SueDonim Fri 02-Apr-21 00:30:10

Women didn’t speak up because they feared they would not be believed (not an unreasonable fear, to go by some responses here on GN) and/or because they feared they’d be shamed or ridiculed. In India just today a young woman who complained that she had been raped has undergone a terrible ordeal at the hands of her rapist and her own male family members as punishment for speaking out. That’s far along the spectrum but it’s the same line.

vegansrock Fri 02-Apr-21 05:14:48

I just watched the documentary on channel4 about Max Clifford- horrible man who thought he could get away with anything and he did for a long time. Lots of the young women who eventually came forward said they couldn’t say anything at the times as nobody would believe them , plus he threatened them . Women have been taught to be passive for a long time.

suziewoozie Fri 02-Apr-21 07:32:54

kircubbin2000

I think women have been conditioned not to speak up in the past.Dont really know why. A few years ago ,I was probably late 40s early 50s my husband and his female cousin and I went to a party at his friends house. Nobody was overly drunk and the friend decided to walk us all home.He put his arms round me and the cousin and soon had his hand inside my bra.When we got home the cousin was very annoyed and of course she had suffered the same groping. My husband wouldn't believe a word of it and told us it must have been an accidental slip! He said his friend would be mortified that we thought it was intentional.
I now wonder why neither of us gave him a slap or spoke up.

How utterly awful - that you somehow thought you had to tolerate his behaviour but worse really your husband not believing you. I just can’t get my head round that - you deserve better, you’re a person worthy of respect and being believed - did you stay with him? If a husband hasn’t got your back, then who has? Your post is so sad.

M0nica Fri 02-Apr-21 09:02:43

Trisher, drunks respond to a good hard push.

Kirkcubbin why didn't you just break free from this obnoxious male as soon as his hands started wandering and say you would rather walk without someone holding you. It is an innoxious remark and the worst that could have happened is that you have been told you were being unfriendly.

Like others I felt a slight embarrassment about saying things when men got freah, but pushing a hand away, walking away, freeing myself from someone's clutches before anything goes too far doesn't require words. The worse that happens is verbal abuse, and I could live with that.
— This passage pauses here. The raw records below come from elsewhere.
// File: testing/integration/src/rpc/mod.rs
//
// Node RPC surface
//
// The harness only needs a handful of calls from a node. `NodeRpc` exposes
// them as typed helpers on top of a single raw `call`, so a real HTTP client
// and an in-memory test double implement the same one method.

pub mod client;

use crate::error::{RpcError, RpcResult};
use async_trait::async_trait;
use serde::de::DeserializeOwned;
use serde_json::{json, Value};
use std::path::PathBuf;
use std::sync::Arc;

pub use client::{HttpConnector, HttpRpcClient};

/// Log target used for RPC tracing (`--tracerpc`)
pub const RPC_LOG_TARGET: &str = "NodeRpc";

/// Method names of the node RPC surface used by the harness
pub mod methods {
    pub const GET_VERSION: &str = "get_version";
    pub const GET_NODE_ID: &str = "get_node_id";
    pub const GET_SYNC_PHASE: &str = "get_sync_phase";
    pub const GENERATE_BLOCKS: &str = "generate_blocks";
    pub const STOP_NODE: &str = "stop_node";
    pub const ADD_PEER: &str = "add_peer";
    pub const GET_PEERS: &str = "get_peers";
    pub const SET_MOCK_TIME: &str = "set_mock_time";
    pub const GET_TOP_BLOCK_HASH: &str = "get_top_block_hash";
    pub const GET_MEMPOOL: &str = "get_mempool";
}

fn decode<T: DeserializeOwned>(method: &str, value: Value) -> RpcResult<T> {
    serde_json::from_value(value).map_err(|e| RpcError::InvalidResponse {
        method: method.to_string(),
        reason: e.to_string(),
    })
}

/// RPC interface of a single node.
///
/// Implementations only provide `call`; the typed helpers decode results and
/// report undecodable payloads as `RpcError::InvalidResponse` (fatal while
/// polling).
#[async_trait]
pub trait NodeRpc: Send + Sync {
    /// Invoke `method` with `params` and return the raw `result` value
    async fn call(&self, method: &str, params: Value) -> RpcResult<Value>;

    /// Trivial liveness probe
    async fn get_version(&self) -> RpcResult<String> {
        let value = self.call(methods::GET_VERSION, Value::Null).await?;
        decode(methods::GET_VERSION, value)
    }

    /// Stable identity of the node (its P2P key)
    async fn get_node_id(&self) -> RpcResult<String> {
        let value = self.call(methods::GET_NODE_ID, Value::Null).await?;
        decode(methods::GET_NODE_ID, value)
    }

    /// Self-reported recovery/sync phase
    async fn get_sync_phase(&self) -> RpcResult<String> {
        let value = self.call(methods::GET_SYNC_PHASE, Value::Null).await?;
        decode(methods::GET_SYNC_PHASE, value)
    }

    /// Mine `count` blocks, returning their hashes
    async fn generate_blocks(&self, count: u64) -> RpcResult<Vec<String>> {
        let value = self
            .call(methods::GENERATE_BLOCKS, json!({ "count": count }))
            .await?;
        decode(methods::GENERATE_BLOCKS, value)
    }

    /// Ask the node to shut down; returns as soon as the request is accepted
    async fn stop_node(&self) -> RpcResult<()> {
        self.call(methods::STOP_NODE, Value::Null).await?;
        Ok(())
    }

    /// Connect to the peer `node_id` listening on `address`
    async fn add_peer(&self, node_id: &str, address: &str) -> RpcResult<()> {
        self.call(
            methods::ADD_PEER,
            json!({ "node_id": node_id, "address": address }),
        )
        .await?;
        Ok(())
    }

    /// Node ids of currently connected peers
    async fn get_peers(&self) -> RpcResult<Vec<String>> {
        let value = self.call(methods::GET_PEERS, Value::Null).await?;
        decode(methods::GET_PEERS, value)
    }

    /// Pin the node's clock to `timestamp` (seconds)
    async fn set_mock_time(&self, timestamp: u64) -> RpcResult<()> {
        self.call(methods::SET_MOCK_TIME, json!({ "timestamp": timestamp }))
            .await?;
        Ok(())
    }

    /// Hash of the node's best block
    async fn get_top_block_hash(&self) -> RpcResult<String> {
        let value = self.call(methods::GET_TOP_BLOCK_HASH, Value::Null).await?;
        decode(methods::GET_TOP_BLOCK_HASH, value)
    }

    /// Transaction hashes currently in the mempool
    async fn get_mempool(&self) -> RpcResult<Vec<String>> {
        let value = self.call(methods::GET_MEMPOOL, Value::Null).await?;
        decode(methods::GET_MEMPOOL, value)
    }
}

/// Where a node's RPC lives, handed to a connector
#[derive(Debug, Clone)]
pub struct NodeEndpoint {
    pub index: usize,
    pub url: String,
    pub datadir: PathBuf,
}

/// Creates RPC clients for nodes as they are materialized
pub trait RpcConnector: Send + Sync {
    fn connect(&self, endpoint: &NodeEndpoint) -> Arc<dyn NodeRpc>;
}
trisher Fri 02-Apr-21 10:07:46

M0nica It's very hard to push anyone if you are also drunk.
And be careful you are going to be accused of victim blaming.

PippaZ Thanks for the legal lesson. So would you say that under the terms of the legislation a drunk 14 year old boy could claim that he reasonably believed the complainant consented? The issue of him supplying her with any substance is I think largely irrelevant most alcohol seems to be consumed voluntarily by both parties.

Peasblossom Fri 02-Apr-21 10:13:32

PippaZ I notice that in you legal post you always refer to the defendant as male and the accuser as female. Can I ask if the Act is framed in this way?

Or does it allow for the accuser to be male and the defendant female?

suziewoozie Fri 02-Apr-21 11:42:38

Peasblossom

PippaZ I notice that in you legal post you always refer to the defendant as male and the accuser as female. Can I ask if the Act is framed in this way?

Or does it allow for the accuser to be male and the defendant female?

The Act actually uses ‘he’ whenever the sex of the person is actually mentioned, otherwise it says ‘the person’. I think almist all legislation uses ‘he’. Something to do with being a patriarchal society.

vegansrock Fri 02-Apr-21 11:45:49

And the fact that the vast majority of sexual assaults are performed by males, though you wouldn’t think so by the tone of some of the answers on here.